To learn more, please go to naco.org/cyberskills.
As a fintech company, three+one® believes useful information we can provide to the clients we serve can help them better protect themselves—and those they serve.
The ability to see trends developing well in advance—while planning for future challenges—is Job #1 for any fiduciary serving in the public or private arena.
One trend surfacing over the last several years has been the upcoming enrollment challenge for educational institutions.
The correlation between hard economic times and a lower birth rate exists. This is especially true for the period of 2008-2009, when our country encountered one of its greatest financial crises since the Great Depression of the 1930s. During that period of uncertainty, a lower birth rate (by double digits!) occurred.
Years later, the results of that lower birth rate are having a dramatic effect on secondary schools with lower enrollments, also in double digit decrease. This has directly affected the infrastructure, personnel staffing, and financial levels that are all based on a historically normal school student body size.
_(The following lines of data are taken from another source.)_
//! Engine configuration
//!
//! Loaded from the `[engine]` table of a TOML file, or built in code with the
//! `with_*` builders. Unknown tables (e.g. `[http]`) are ignored here.

use crate::error::AttendanceError;
use chrono::FixedOffset;
use serde::{Deserialize, Serialize};
use std::time::Duration;

/// Default number of history entries considered per student
pub const DEFAULT_HISTORY_WINDOW: usize = 100;

/// Default per-operation timeout in seconds
pub const DEFAULT_REQUEST_TIMEOUT_SECS: u64 = 15;

/// Attendance engine configuration
#[derive(Debug, Clone, PartialEq, Eq, Serialize, Deserialize)]
#[serde(default)]
pub struct EngineConfig {
    /// Most-recent history entries used for the absence rate
    pub history_window: usize,
    /// Timeout applied to each individual remote call
    pub request_timeout_secs: u64,
    /// Upper bound on concurrently dispatched calls (`None` = unbounded)
    pub max_in_flight: Option<usize>,
    /// Wall-clock offset used to render session times (`None` = timestamp's own)
    pub display_offset_minutes: Option<i32>,
}

impl EngineConfig {
    /// Create default configuration
    #[inline]
    #[must_use]
    pub fn new() -> Self {
        Self::default()
    }

    /// With history window
    #[inline]
    #[must_use]
    pub fn with_history_window(mut self, window: usize) -> Self {
        self.history_window = window;
        self
    }

    /// With per-request timeout
    #[inline]
    #[must_use]
    pub fn with_request_timeout_secs(mut self, secs: u64) -> Self {
        self.request_timeout_secs = secs;
        self
    }

    /// With bounded fan-out
    #[inline]
    #[must_use]
    pub fn with_max_in_flight(mut self, max: usize) -> Self {
        self.max_in_flight = Some(max);
        self
    }

    /// With fixed display offset
    #[inline]
    #[must_use]
    pub fn with_display_offset_minutes(mut self, minutes: i32) -> Self {
        self.display_offset_minutes = Some(minutes);
        self
    }

    /// Per-request timeout as a `Duration`
    #[inline]
    #[must_use]
    pub fn request_timeout(&self) -> Duration {
        Duration::from_secs(self.request_timeout_secs)
    }

    /// Display offset, if configured and in range
    #[inline]
    #[must_use]
    pub fn display_offset(&self) -> Option<FixedOffset> {
        self.display_offset_minutes
            .and_then(|minutes| FixedOffset::east_opt(minutes.checked_mul(60)?))
    }

    /// Check invariants
    ///
    /// # Errors
    /// `AttendanceError::Config` naming the first invalid field.
    pub fn validate(&self) -> Result<(), AttendanceError> {
        if self.history_window == 0 {
            return Err(AttendanceError::Config(
                "history_window must be at least 1".to_string(),
            ));
        }
        if self.request_timeout_secs == 0 {
            return Err(AttendanceError::Config(
                "request_timeout_secs must be at least 1".to_string(),
            ));
        }
        if self.max_in_flight == Some(0) {
            return Err(AttendanceError::Config(
                "max_in_flight must be at least 1 when set".to_string(),
            ));
        }
        if self.display_offset_minutes.is_some() && self.display_offset().is_none() {
            return Err(AttendanceError::Config(format!(
                "display_offset_minutes out of range: {:?}",
                self.display_offset_minutes
            )));
        }
        Ok(())
    }

    /// Parse and validate the `[engine]` table of a TOML document
    ///
    /// # Errors
    /// `AttendanceError::Config` on syntax errors or invalid values.
    pub fn from_toml_str(source: &str) -> Result<Self, AttendanceError> {
        #[derive(Deserialize)]
        struct Document {
            #[serde(default)]
            engine: EngineConfig,
        }

        let doc: Document =
            toml::from_str(source).map_err(|e| AttendanceError::Config(e.to_string()))?;
        doc.engine.validate()?;
        Ok(doc.engine)
    }
}

impl Default for EngineConfig {
    fn default() -> Self {
        Self {
            history_window: DEFAULT_HISTORY_WINDOW,
            request_timeout_secs: DEFAULT_REQUEST_TIMEOUT_SECS,
            max_in_flight: None,
            display_offset_minutes: None,
        }
    }
}
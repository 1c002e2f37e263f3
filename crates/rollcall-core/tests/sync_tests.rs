//! Bulk synchronization against the in-memory store

use rollcall_core::prelude::*;
use rollcall_core::{normalize_roster, BulkSynchronizer, WriteFailure, WriteMode};
use rollcall_test_utils::{blank_roster, evening_session, recorded_roster, Call, FakeBackend};
use std::sync::Arc;
use std::time::{Duration, Instant};

const SESSION: &str = "sess-42";

fn creds() -> StaticCredentials {
    StaticCredentials::new("teacher-token")
}

fn session() -> SessionId {
    SessionId::new(SESSION)
}

fn mark(id: &str, status: AttendanceStatus) -> AttendanceMark {
    AttendanceMark::new(StudentId::new(id)).with_status(status)
}

fn synchronizer(backend: &Arc<FakeBackend>) -> BulkSynchronizer {
    BulkSynchronizer::new(backend.clone(), &EngineConfig::default())
}

#[tokio::test]
async fn test_empty_roster_is_nothing_to_save() {
    let backend = FakeBackend::new().into_shared();
    let result = synchronizer(&backend)
        .save(&session(), &[], false, &creds(), &CancellationToken::new())
        .await;

    assert!(matches!(result, Err(AttendanceError::NothingToSave)));
    assert_eq!(backend.call_count(), 0);
}

#[tokio::test]
async fn test_all_unmarked_roster_is_nothing_to_save() {
    let backend = FakeBackend::new().into_shared();
    let roster = vec![
        AttendanceMark::new(StudentId::new("s1")),
        AttendanceMark::new(StudentId::new("s2")).with_note("   "),
    ];

    let result = synchronizer(&backend)
        .save(&session(), &roster, true, &creds(), &CancellationToken::new())
        .await;

    assert!(matches!(result, Err(AttendanceError::NothingToSave)));
    assert_eq!(backend.call_count(), 0);
}

#[tokio::test]
async fn test_nothing_to_save_wins_over_missing_credential() {
    let backend = FakeBackend::new().into_shared();
    let result = synchronizer(&backend)
        .save(&session(), &[], false, &StaticCredentials::none(), &CancellationToken::new())
        .await;

    assert!(matches!(result, Err(AttendanceError::NothingToSave)));
}

#[tokio::test]
async fn test_missing_credential_issues_no_writes() {
    let backend = FakeBackend::new().into_shared();
    let roster = vec![mark("s1", AttendanceStatus::Present)];

    let result = synchronizer(&backend)
        .save(&session(), &roster, false, &StaticCredentials::none(), &CancellationToken::new())
        .await;

    let error = result.unwrap_err();
    assert!(matches!(error, AttendanceError::MissingCredential));
    assert!(error.is_precondition());
    assert_eq!(backend.call_count(), 0);
}

#[tokio::test]
async fn test_novel_session_routes_every_write_to_create() {
    let backend = FakeBackend::new().with_roster(SESSION, blank_roster(4)).into_shared();
    let roster = vec![
        mark("s1", AttendanceStatus::Present),
        AttendanceMark::new(StudentId::new("s2")),
        mark("s3", AttendanceStatus::Absent).with_note("flu"),
        AttendanceMark::new(StudentId::new("s4")).with_note("arrived with parent"),
    ];

    let report = synchronizer(&backend)
        .save(&session(), &roster, true, &creds(), &CancellationToken::new())
        .await
        .unwrap();

    assert_eq!(report.mode, WriteMode::Create);
    assert_eq!(
        report.saved,
        vec![StudentId::new("s1"), StudentId::new("s3"), StudentId::new("s4")]
    );
    let writes = backend.write_calls();
    assert_eq!(writes.len(), 3);
    assert!(writes.iter().all(|call| matches!(call, Call::Create { .. })));
}

#[tokio::test]
async fn test_established_session_routes_every_write_to_update() {
    let backend = FakeBackend::new()
        .with_roster(SESSION, recorded_roster(3, "PRESENT"))
        .into_shared();
    let roster = vec![
        mark("s1", AttendanceStatus::Late),
        mark("s2", AttendanceStatus::Absent),
        mark("s3", AttendanceStatus::Present),
    ];

    let report = synchronizer(&backend)
        .save(&session(), &roster, false, &creds(), &CancellationToken::new())
        .await
        .unwrap();

    assert_eq!(report.mode, WriteMode::Update);
    let writes = backend.write_calls();
    assert_eq!(writes.len(), 3);
    assert!(writes.iter().all(|call| matches!(call, Call::Update { .. })));
}

#[tokio::test]
async fn test_blank_note_is_not_sent_on_update() {
    let backend = FakeBackend::new().into_shared();
    let roster = vec![mark("s1", AttendanceStatus::Late).with_note("  ")];

    synchronizer(&backend)
        .save(&session(), &roster, false, &creds(), &CancellationToken::new())
        .await
        .unwrap();

    match backend.write_calls().as_slice() {
        [Call::Update { session_id, write }] => {
            assert_eq!(session_id, &session());
            assert_eq!(write.status, "LATE");
            assert_eq!(write.note, None);
        }
        other => panic!("unexpected writes: {other:?}"),
    }
}

#[tokio::test]
async fn test_partial_failure_commits_the_rest() {
    let backend = FakeBackend::new()
        .with_session(SESSION, evening_session(SESSION))
        .with_roster(SESSION, blank_roster(5))
        .failing_write_for("s2")
        .failing_write_for("s4")
        .into_shared();
    let submitted = [
        AttendanceStatus::Present,
        AttendanceStatus::Late,
        AttendanceStatus::Absent,
        AttendanceStatus::Present,
        AttendanceStatus::Late,
    ];
    let roster: Vec<AttendanceMark> = submitted
        .iter()
        .enumerate()
        .map(|(i, &status)| mark(&format!("s{}", i + 1), status))
        .collect();

    let error = synchronizer(&backend)
        .save(&session(), &roster, true, &creds(), &CancellationToken::new())
        .await
        .unwrap_err();

    match &error {
        AttendanceError::PartialSave {
            failed,
            saved,
            attempted,
            failures,
        } => {
            assert_eq!((*failed, *saved, *attempted), (2, 3, 5));
            let failed_ids: Vec<&StudentId> = failures.iter().map(|f: &WriteFailure| &f.student_id).collect();
            assert_eq!(failed_ids, vec![&StudentId::new("s2"), &StudentId::new("s4")]);
        }
        other => panic!("expected partial save, got {other:?}"),
    }
    assert_eq!(error.to_string(), "2 could not be saved (3 of 5 saved)");
    assert!(error.is_retryable());

    let refetched = normalize_roster(serde_json::Value::Array(backend.roster_entries(SESSION)));
    let statuses: Vec<AttendanceStatus> = refetched.marks.iter().map(|m| m.status).collect();
    assert_eq!(
        statuses,
        vec![
            AttendanceStatus::Present,
            AttendanceStatus::Unmarked,
            AttendanceStatus::Absent,
            AttendanceStatus::Unmarked,
            AttendanceStatus::Late,
        ]
    );
    assert!(!refetched.is_novel());
}

#[tokio::test]
async fn test_cancelled_save_issues_no_writes() {
    let backend = FakeBackend::new().into_shared();
    let cancel = CancellationToken::new();
    cancel.cancel();

    let result = synchronizer(&backend)
        .save(&session(), &[mark("s1", AttendanceStatus::Present)], true, &creds(), &cancel)
        .await;

    assert!(matches!(result, Err(AttendanceError::Cancelled)));
    assert!(backend.write_calls().is_empty());
}

#[tokio::test]
async fn test_cancel_mid_save_keeps_landed_writes() {
    let backend = FakeBackend::new()
        .with_roster(SESSION, blank_roster(4))
        .delayed("s3", Duration::from_millis(3_000))
        .delayed("s4", Duration::from_millis(3_000))
        .into_shared();
    let roster: Vec<AttendanceMark> = (1..=4)
        .map(|i| mark(&format!("s{i}"), AttendanceStatus::Absent))
        .collect();
    let cancel = CancellationToken::new();

    let trigger = cancel.clone();
    tokio::spawn(async move {
        tokio::time::sleep(Duration::from_millis(30)).await;
        trigger.cancel();
    });

    let started = Instant::now();
    let result = synchronizer(&backend)
        .save(&session(), &roster, true, &creds(), &cancel)
        .await;

    assert!(matches!(result, Err(AttendanceError::Cancelled)));
    assert!(started.elapsed() < Duration::from_millis(1_500));
    assert_eq!(backend.write_calls().len(), 4);

    let entries = backend.roster_entries(SESSION);
    let persisted: Vec<bool> = entries
        .iter()
        .map(|entry| entry.get("attendanceId").is_some() && entry["status"] == "ABSENT")
        .collect();
    assert_eq!(persisted, vec![true, true, false, false]);
}

#[tokio::test]
async fn test_every_write_uses_the_same_credential() {
    let backend = FakeBackend::new().into_shared();
    let roster: Vec<AttendanceMark> = (1..=6)
        .map(|i| mark(&format!("s{i}"), AttendanceStatus::Present))
        .collect();

    synchronizer(&backend)
        .save(&session(), &roster, true, &creds(), &CancellationToken::new())
        .await
        .unwrap();

    let tokens = backend.tokens_seen();
    assert_eq!(tokens.len(), 6);
    assert!(tokens.iter().all(|t| t == "teacher-token"));
}
//! Shared event queues for the polling API.
//!
//! Gameplay reports block hits and chat posts here; clients poll them with
//! `events.block.hits()` and friends. Every read is destructive -- whichever
//! session asks first gets the events, and an actor-filtered read removes
//! only that actor's entries, leaving the rest for other pollers.

use std::mem;
use std::sync::Mutex;

use rustberry_engine::world::position::{BlockFace, BlockPos};

use crate::host::ActorId;

/// A right-click on a block, reported with the face that was struck.
#[derive(Clone, Debug, PartialEq)]
pub struct BlockHit {
    pub actor: ActorId,
    pub pos: BlockPos,
    pub face: BlockFace,
}

impl BlockHit {
    /// Wire form: `x,y,z,faceId,actorId`.
    pub fn serialize(&self) -> String {
        format!(
            "{},{},{},{},{}",
            self.pos.x,
            self.pos.y,
            self.pos.z,
            self.face.id(),
            self.actor
        )
    }
}

/// A chat message, attributed to the actor that posted it.
#[derive(Clone, Debug, PartialEq)]
pub struct ChatPost {
    pub actor: ActorId,
    pub message: String,
}

impl ChatPost {
    /// Wire form: `actorId, message` -- the space after the comma is part of
    /// the format and consumers strip it.
    pub fn serialize(&self) -> String {
        format!("{}, {}", self.actor, self.message)
    }
}

/// The two event collections, each behind its own brief mutex.
///
/// Reads take everything they return out of the collection under a single
/// lock acquisition, so two concurrent pollers can never see the same event.
#[derive(Default)]
pub struct EventStore {
    block_hits: Mutex<Vec<BlockHit>>,
    chat_posts: Mutex<Vec<ChatPost>>,
}

impl EventStore {
    pub fn new() -> Self {
        Self::default()
    }

    pub fn report_block_hit(&self, hit: BlockHit) {
        self.block_hits
            .lock()
            .expect("block hit queue poisoned")
            .push(hit);
    }

    pub fn report_chat_post(&self, post: ChatPost) {
        self.chat_posts
            .lock()
            .expect("chat post queue poisoned")
            .push(post);
    }

    /// Remove and return every block hit, in report order.
    pub fn take_block_hits(&self) -> Vec<BlockHit> {
        mem::take(&mut *self.block_hits.lock().expect("block hit queue poisoned"))
    }

    /// Remove and return every chat post, in report order.
    pub fn take_chat_posts(&self) -> Vec<ChatPost> {
        mem::take(&mut *self.chat_posts.lock().expect("chat post queue poisoned"))
    }

    /// Remove and return this actor's block hits; other actors' stay queued.
    pub fn take_block_hits_for(&self, actor: ActorId) -> Vec<BlockHit> {
        let mut queue = self.block_hits.lock().expect("block hit queue poisoned");
        let mut taken = Vec::new();
        queue.retain(|hit| {
            if hit.actor == actor {
                taken.push(hit.clone());
                false
            } else {
                true
            }
        });
        taken
    }

    /// Remove and return this actor's chat posts; other actors' stay queued.
    pub fn take_chat_posts_for(&self, actor: ActorId) -> Vec<ChatPost> {
        let mut queue = self.chat_posts.lock().expect("chat post queue poisoned");
        let mut taken = Vec::new();
        queue.retain(|post| {
            if post.actor == actor {
                taken.push(post.clone());
                false
            } else {
                true
            }
        });
        taken
    }

    /// Drop everything, both collections.
    pub fn clear(&self) {
        self.block_hits
            .lock()
            .expect("block hit queue poisoned")
            .clear();
        self.chat_posts
            .lock()
            .expect("chat post queue poisoned")
            .clear();
    }

    /// Drop one actor's entries from both collections.
    pub fn clear_for(&self, actor: ActorId) {
        self.block_hits
            .lock()
            .expect("block hit queue poisoned")
            .retain(|hit| hit.actor != actor);
        self.chat_posts
            .lock()
            .expect("chat post queue poisoned")
            .retain(|post| post.actor != actor);
    }
}

#[cfg(test)]
mod tests {
    use super::*;

    fn hit(actor: ActorId, x: i32) -> BlockHit {
        BlockHit {
            actor,
            pos: BlockPos::new(x, 0, 0),
            face: BlockFace::Up,
        }
    }

    #[test]
    fn block_hit_wire_form() {
        let hit = BlockHit {
            actor: 7,
            pos: BlockPos::new(1, -2, 3),
            face: BlockFace::West,
        };
        assert_eq!(hit.serialize(), "1,-2,3,4,7");
    }

    #[test]
    fn chat_post_wire_form_keeps_the_space() {
        let post = ChatPost {
            actor: 3,
            message: "hello, world".to_owned(),
        };
        assert_eq!(post.serialize(), "3, hello, world");
    }

    #[test]
    fn global_take_is_destructive_and_ordered() {
        let store = EventStore::new();
        store.report_block_hit(hit(1, 10));
        store.report_block_hit(hit(2, 20));
        let taken = store.take_block_hits();
        assert_eq!(taken.len(), 2);
        assert_eq!(taken[0].pos.x, 10);
        assert_eq!(taken[1].pos.x, 20);
        assert!(store.take_block_hits().is_empty());
    }

    #[test]
    fn filtered_take_leaves_other_actors_queued() {
        let store = EventStore::new();
        store.report_block_hit(hit(1, 10));
        store.report_block_hit(hit(2, 20));
        store.report_block_hit(hit(1, 30));

        let mine = store.take_block_hits_for(1);
        assert_eq!(mine.len(), 2);
        assert_eq!(mine[0].pos.x, 10);
        assert_eq!(mine[1].pos.x, 30);

        let rest = store.take_block_hits();
        assert_eq!(rest.len(), 1);
        assert_eq!(rest[0].actor, 2);
    }

    #[test]
    fn clear_for_touches_only_one_actor() {
        let store = EventStore::new();
        store.report_block_hit(hit(1, 10));
        store.report_block_hit(hit(2, 20));
        store.report_chat_post(ChatPost {
            actor: 1,
            message: "hi".to_owned(),
        });
        store.clear_for(1);
        assert_eq!(store.take_block_hits().len(), 1);
        assert!(store.take_chat_posts().is_empty());
    }

    #[test]
    fn clear_empties_both_collections() {
        let store = EventStore::new();
        store.report_block_hit(hit(1, 10));
        store.report_chat_post(ChatPost {
            actor: 1,
            message: "hi".to_owned(),
        });
        store.clear();
        assert!(store.take_block_hits().is_empty());
        assert!(store.take_chat_posts().is_empty());
    }
}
While the lower birth rate indicates a bounce back from 2010 and years hence, the window of opportunity to address a smaller student body is present if addressed proactively. Any reaction would be seen as too late to protect against a significant financial downside.
It is important to note that this effect on secondary education now will become an inevitable tidal wave to hit higher Ed institutions in a relatively short time.
The financial and competitive environment in 2026 and 2027 could be enough of a factor to reshape an institution or even threaten its survival.
This is the time for higher Ed boards of trustees and administrators to plan for this event, especially since the trend is an undeniable fact.
The university for which I serve as a trustee is already planning for this upcoming period. With a proactive liquidity strategy put in place three years ago, this university has viewed and managed all cash as an asset that will generate over $7 million in new revenue. That “cushion” will serve as a reserve for possible disruption in tuition cash flow over the coming years.
The ability to put a strategy in place for such a disruption will be expected by fiduciaries to institutions serving the public and student bodies.
At three+one®, our proprietary cashvest® platform can formulate a liquidity strategy while also providing a new source of revenue that can be used to build your reserve funds to strong and surprising levels.
The year 2026 need not be higher Ed’s Achilles heel. Rather than inducing panic, this pivotal year, just six years out, should be viewed as an opportunity to reshape the financial strength of higher Ed. We see the future of education to be extremely bright, with greater diversity and eager minds with a global perspective.
With sound financial planning, started well in advance, we can preserve the foundation of great education, today and for generations to come.